--- Listed records Enclosed Below ---

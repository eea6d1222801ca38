//! Sheet resolution.
//!
//! Loads everything a rendered character sheet needs in one pass: the
//! resolved linked records, the three stat layers combined per stat, the
//! resource panels, the difficulty value, the merged skill list and the
//! 0-100 attribute bar scales. Pure assembly - nothing here mutates state.

use cardstock_domain::{
    attribute_scales, collect_fixed, difficulty, Attack, Character, CharacterId, FixedBonuses,
    Item, ResourceKind, Spell, StatBreakdown, StatKey,
};

use crate::infrastructure::ports::StoreError;
use crate::repositories::{AttackRecords, CharacterRecords, ItemRecords, SpellRecords};
use crate::use_cases::links::{resolve_items, resolve_spells};

#[derive(Debug, thiserror::Error)]
pub enum SheetError {
    #[error("Character not found")]
    CharacterNotFound,
    #[error("Store error: {0}")]
    Store(#[from] StoreError),
}

/// One resource panel: the stored pool against its permanent ceiling, with
/// the temporary total reported alongside (never merged into the pool).
#[derive(Debug, Clone, Copy, PartialEq, Eq)]
pub struct ResourceView {
    pub current: i32,
    pub permanent_max: i32,
    pub temporary: i32,
}

/// A stat with its three layers.
#[derive(Debug, Clone, Copy, PartialEq, Eq)]
pub struct StatLine {
    pub stat: StatKey,
    pub breakdown: StatBreakdown,
}

impl StatLine {
    pub fn total(&self) -> i32 {
        self.breakdown.total()
    }
}

/// A primary attribute with its bar scale.
#[derive(Debug, Clone, Copy, PartialEq, Eq)]
pub struct AttributeLine {
    pub stat: StatKey,
    pub breakdown: StatBreakdown,
    /// Width of the bar relative to the strongest attribute, 0-100.
    pub scale: i32,
}

/// A named skill: the character's rating plus fixed bonuses from sources.
#[derive(Debug, Clone, PartialEq, Eq)]
pub struct SkillLine {
    pub name: String,
    pub base: i32,
    pub bonus: i32,
}

/// Everything the sheet shows for one character.
#[derive(Debug, Clone)]
pub struct CharacterSheetView {
    pub character: Character,
    pub items: Vec<Item>,
    pub spells: Vec<Spell>,
    pub attacks: Vec<Attack>,
    pub relationships: Vec<Character>,
    pub fixed: FixedBonuses,
    pub life: ResourceView,
    pub mana: ResourceView,
    pub combat_stats: [StatLine; 4],
    pub attributes: [AttributeLine; 6],
    pub difficulty: i32,
    pub skills: Vec<SkillLine>,
}

pub struct ResolveSheet {
    characters: CharacterRecords,
    items: ItemRecords,
    spells: SpellRecords,
    attacks: AttackRecords,
}

impl ResolveSheet {
    pub fn new(
        characters: CharacterRecords,
        items: ItemRecords,
        spells: SpellRecords,
        attacks: AttackRecords,
    ) -> Self {
        Self {
            characters,
            items,
            spells,
            attacks,
        }
    }

    pub async fn execute(&self, character_id: CharacterId) -> Result<CharacterSheetView, SheetError> {
        let character = self
            .characters
            .get(character_id)
            .await?
            .ok_or(SheetError::CharacterNotFound)?;

        let items = resolve_items(&self.items, &character).await?;
        let spells = resolve_spells(&self.spells, &character).await?;
        let attacks = self.resolve_attacks(&character).await?;
        let relationships = self.resolve_relationships(&character).await?;

        let fixed = collect_fixed(
            items
                .iter()
                .map(Into::into)
                .chain(spells.iter().map(Into::into)),
        );

        let breakdown = |stat: StatKey| {
            StatBreakdown::new(
                character.attributes.base(stat),
                fixed.stat(stat),
                character.active_buffs.total_for_stat(stat),
            )
        };

        let life = resource_view(&character, &fixed, ResourceKind::Life);
        let mana = resource_view(&character, &fixed, ResourceKind::Mana);

        let combat_stats =
            [StatKey::Armor, StatKey::Dodge, StatKey::Block, StatKey::Speed].map(|stat| StatLine {
                stat,
                breakdown: breakdown(stat),
            });

        let totals = StatKey::PRIMARY.map(|stat| (stat, breakdown(stat).total()));
        let scales = attribute_scales(&totals);
        let attributes = StatKey::PRIMARY.map(|stat| AttributeLine {
            stat,
            breakdown: breakdown(stat),
            scale: scales
                .iter()
                .find(|(s, _)| *s == stat)
                .map(|(_, scale)| *scale)
                .unwrap_or(0),
        });

        let difficulty = difficulty(character.level, breakdown(StatKey::Wisdom));
        let skills = merge_skills(&character, &fixed);

        Ok(CharacterSheetView {
            items,
            spells,
            attacks,
            relationships,
            fixed,
            life,
            mana,
            combat_stats,
            attributes,
            difficulty,
            skills,
            character,
        })
    }

    async fn resolve_attacks(&self, character: &Character) -> Result<Vec<Attack>, StoreError> {
        let mut attacks = Vec::with_capacity(character.attacks.len());
        for id in &character.attacks {
            match self.attacks.get(id).await? {
                Some(attack) => attacks.push(attack),
                None => tracing::debug!(%id, "dropping dangling attack reference"),
            }
        }
        Ok(attacks)
    }

    async fn resolve_relationships(
        &self,
        character: &Character,
    ) -> Result<Vec<Character>, StoreError> {
        let mut related = Vec::with_capacity(character.relationships.len());
        for id in &character.relationships {
            match self.characters.get(id).await? {
                Some(other) => related.push(other),
                None => tracing::debug!(%id, "dropping dangling relationship reference"),
            }
        }
        Ok(related)
    }
}

fn resource_view(
    character: &Character,
    fixed: &FixedBonuses,
    resource: ResourceKind,
) -> ResourceView {
    let stat = resource.stat_key();
    let breakdown = StatBreakdown::new(character.attributes.base(stat), fixed.stat(stat), 0);
    ResourceView {
        current: character.attributes.current(resource),
        permanent_max: breakdown.permanent_max(),
        temporary: character.active_buffs.total_for_stat(stat),
    }
}

/// Rated skills and bonus-only skills in one list, sorted by name.
fn merge_skills(character: &Character, fixed: &FixedBonuses) -> Vec<SkillLine> {
    let mut skills: Vec<SkillLine> = character
        .attributes
        .pericias
        .iter()
        .map(|rating| SkillLine {
            name: rating.name.clone(),
            base: rating.value,
            bonus: fixed.skill(&rating.name),
        })
        .collect();

    for (name, bonus) in fixed.skills() {
        if !skills.iter().any(|line| line.name == name) {
            skills.push(SkillLine {
                name: name.to_string(),
                base: 0,
                bonus,
            });
        }
    }

    skills.sort_by(|a, b| a.name.cmp(&b.name));
    skills
}

#[cfg(test)]
mod tests {
    use super::*;
    use std::sync::Arc;

    use cardstock_domain::{AttributeBlock, Augment, Buff, SkillRating};
    use chrono::DateTime;

    use crate::infrastructure::{MemoryStore, RecordStore};
    use crate::repositories::Records;

    struct Fixture {
        characters: CharacterRecords,
        items: ItemRecords,
        spells: SpellRecords,
        attacks: AttackRecords,
    }

    impl Fixture {
        fn new() -> Self {
            let store: Arc<dyn RecordStore> = Arc::new(MemoryStore::new());
            Self {
                characters: Records::new(Arc::clone(&store)),
                items: Records::new(Arc::clone(&store)),
                spells: Records::new(Arc::clone(&store)),
                attacks: Records::new(store),
            }
        }

        fn resolver(&self) -> ResolveSheet {
            ResolveSheet::new(
                self.characters.clone(),
                self.items.clone(),
                self.spells.clone(),
                self.attacks.clone(),
            )
        }
    }

    #[tokio::test]
    async fn assembles_all_three_stat_layers() {
        let fixture = Fixture::new();

        let armor = Item::new("Cota de Malha").with_augments(vec![
            Augment::fixed("armadura", 2),
            Augment::fixed("vida", 5),
        ]);
        fixture.items.save(&armor).await.expect("seed");

        let mut character = Character::new("Yana")
            .with_level(4)
            .with_attributes(AttributeBlock {
                vida: 20,
                vida_atual: 18,
                mana: 10,
                mana_atual: 10,
                armadura: 3,
                sabedoria: 2,
                agilidade: 4,
                pericias: vec![SkillRating {
                    name: "Luta".to_string(),
                    value: 3,
                }],
                ..Default::default()
            });
        character.items = vec![armor.id];
        character.is_in_combat = true;
        character.in_play = true;
        character.active_buffs.grant(
            "src",
            "Pele de Pedra (x1)",
            DateTime::from_timestamp(0, 0).expect("timestamp"),
            vec![Buff {
                name: "armadura".to_string(),
                value: 4,
            }],
        );
        fixture.characters.save(&character).await.expect("seed");

        let view = fixture
            .resolver()
            .execute(character.id)
            .await
            .expect("resolve");

        // Life: base 20 + fixed 5, pool untouched by bonuses.
        assert_eq!(view.life.permanent_max, 25);
        assert_eq!(view.life.current, 18);
        assert_eq!(view.life.temporary, 0);

        // Armor: base 3 + fixed 2 + temporary 4.
        let armor_line = view
            .combat_stats
            .iter()
            .find(|line| line.stat == StatKey::Armor)
            .expect("armor line");
        assert_eq!(armor_line.breakdown, StatBreakdown::new(3, 2, 4));
        assert_eq!(armor_line.total(), 9);

        // Difficulty: 10 + level 4 + wisdom 2.
        assert_eq!(view.difficulty, 16);
    }

    #[tokio::test]
    async fn attribute_scales_are_relative_to_the_strongest() {
        let fixture = Fixture::new();
        let character = Character::new("Yana").with_attributes(AttributeBlock {
            agilidade: 10,
            forca: 20,
            ..Default::default()
        });
        fixture.characters.save(&character).await.expect("seed");

        let view = fixture
            .resolver()
            .execute(character.id)
            .await
            .expect("resolve");

        let scale_of = |stat: StatKey| {
            view.attributes
                .iter()
                .find(|line| line.stat == stat)
                .map(|line| line.scale)
                .expect("line")
        };
        assert_eq!(scale_of(StatKey::Strength), 100);
        assert_eq!(scale_of(StatKey::Agility), 50);
        assert_eq!(scale_of(StatKey::Charisma), 0);
    }

    #[tokio::test]
    async fn skills_merge_ratings_with_bonus_only_entries() {
        let fixture = Fixture::new();
        let manual = Spell::new("Manual de Atletismo")
            .with_augments(vec![Augment::fixed("Atletismo", 2), Augment::fixed("Luta", 1)]);
        fixture.spells.save(&manual).await.expect("seed");

        let mut character = Character::new("Yana").with_attributes(AttributeBlock {
            pericias: vec![SkillRating {
                name: "Luta".to_string(),
                value: 3,
            }],
            ..Default::default()
        });
        character.spells = vec![manual.id];
        fixture.characters.save(&character).await.expect("seed");

        let view = fixture
            .resolver()
            .execute(character.id)
            .await
            .expect("resolve");

        assert_eq!(
            view.skills,
            vec![
                SkillLine {
                    name: "Atletismo".to_string(),
                    base: 0,
                    bonus: 2,
                },
                SkillLine {
                    name: "Luta".to_string(),
                    base: 3,
                    bonus: 1,
                },
            ]
        );
    }

    #[tokio::test]
    async fn dangling_links_are_dropped_and_the_rest_resolve() {
        let fixture = Fixture::new();
        let kept = Item::new("Espada");
        fixture.items.save(&kept).await.expect("seed");

        let mut character = Character::new("Yana");
        character.items = vec![kept.id, cardstock_domain::ItemId::new()];
        character.attacks = vec![cardstock_domain::AttackId::new()];
        character.relationships = vec![CharacterId::new()];
        fixture.characters.save(&character).await.expect("seed");

        let view = fixture
            .resolver()
            .execute(character.id)
            .await
            .expect("resolve");
        assert_eq!(view.items.len(), 1);
        assert!(view.attacks.is_empty());
        assert!(view.relationships.is_empty());
    }

    #[tokio::test]
    async fn missing_character_is_reported() {
        let fixture = Fixture::new();
        let err = fixture
            .resolver()
            .execute(CharacterId::new())
            .await
            .expect_err("missing");
        assert!(matches!(err, SheetError::CharacterNotFound));
    }
}
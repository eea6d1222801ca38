//! Manual stat edit.
//!
//! The stat-editor dialog submits signed deltas against whichever character
//! sheet is open. Life and mana route losses through the buff ledger before
//! the permanent pool and cap gains at the permanent maximum; money is a
//! simple clamped addition.

use chrono::Utc;

use cardstock_domain::{apply, CharacterCommand, CharacterId};

use crate::repositories::{CharacterRecords, ItemRecords, SpellRecords};
use crate::use_cases::links::fixed_bonuses_for;

use super::error::PlayError;
use super::types::{ActionOutcome, StatEdit};

pub struct UpdateStat {
    characters: CharacterRecords,
    items: ItemRecords,
    spells: SpellRecords,
}

impl UpdateStat {
    pub fn new(characters: CharacterRecords, items: ItemRecords, spells: SpellRecords) -> Self {
        Self {
            characters,
            items,
            spells,
        }
    }

    pub async fn execute(
        &self,
        character_id: CharacterId,
        edit: StatEdit,
    ) -> Result<ActionOutcome, PlayError> {
        let mut character = self
            .characters
            .get(character_id)
            .await?
            .ok_or(PlayError::CharacterNotFound)?;

        let fixed = fixed_bonuses_for(&character, &self.items, &self.spells).await?;
        let command = match edit {
            StatEdit::Resource { resource, delta } => {
                CharacterCommand::AdjustResource { resource, delta }
            }
            StatEdit::Money { delta } => CharacterCommand::AdjustMoney { delta },
        };

        let events = apply(&mut character, &fixed, command, Utc::now())?;
        self.characters.save(&character).await?;
        Ok(ActionOutcome { character, events })
    }
}
//! Use cases: the action entry points the surrounding UI drives.

pub mod export;
pub mod links;
pub mod play;
pub mod sheet;
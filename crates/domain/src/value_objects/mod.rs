//! Value objects shared across entities and the stat core.

pub mod attributes;
pub mod augment;
pub mod image;
pub mod stat;

pub use attributes::{AttributeBlock, SkillRating};
pub use augment::{Augment, AugmentKind};
pub use image::ImageData;
pub use stat::{normalize_name, ResourceKind, StatKey, StatTarget};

--- End of Enclosed Listed records ---

**Prompt:**
Collect each line above holding the string "current".

**Answer to this problem:**
    pub current: i32,
        current: character.attributes.current(resource),
        assert_eq!(view.life.current, 18);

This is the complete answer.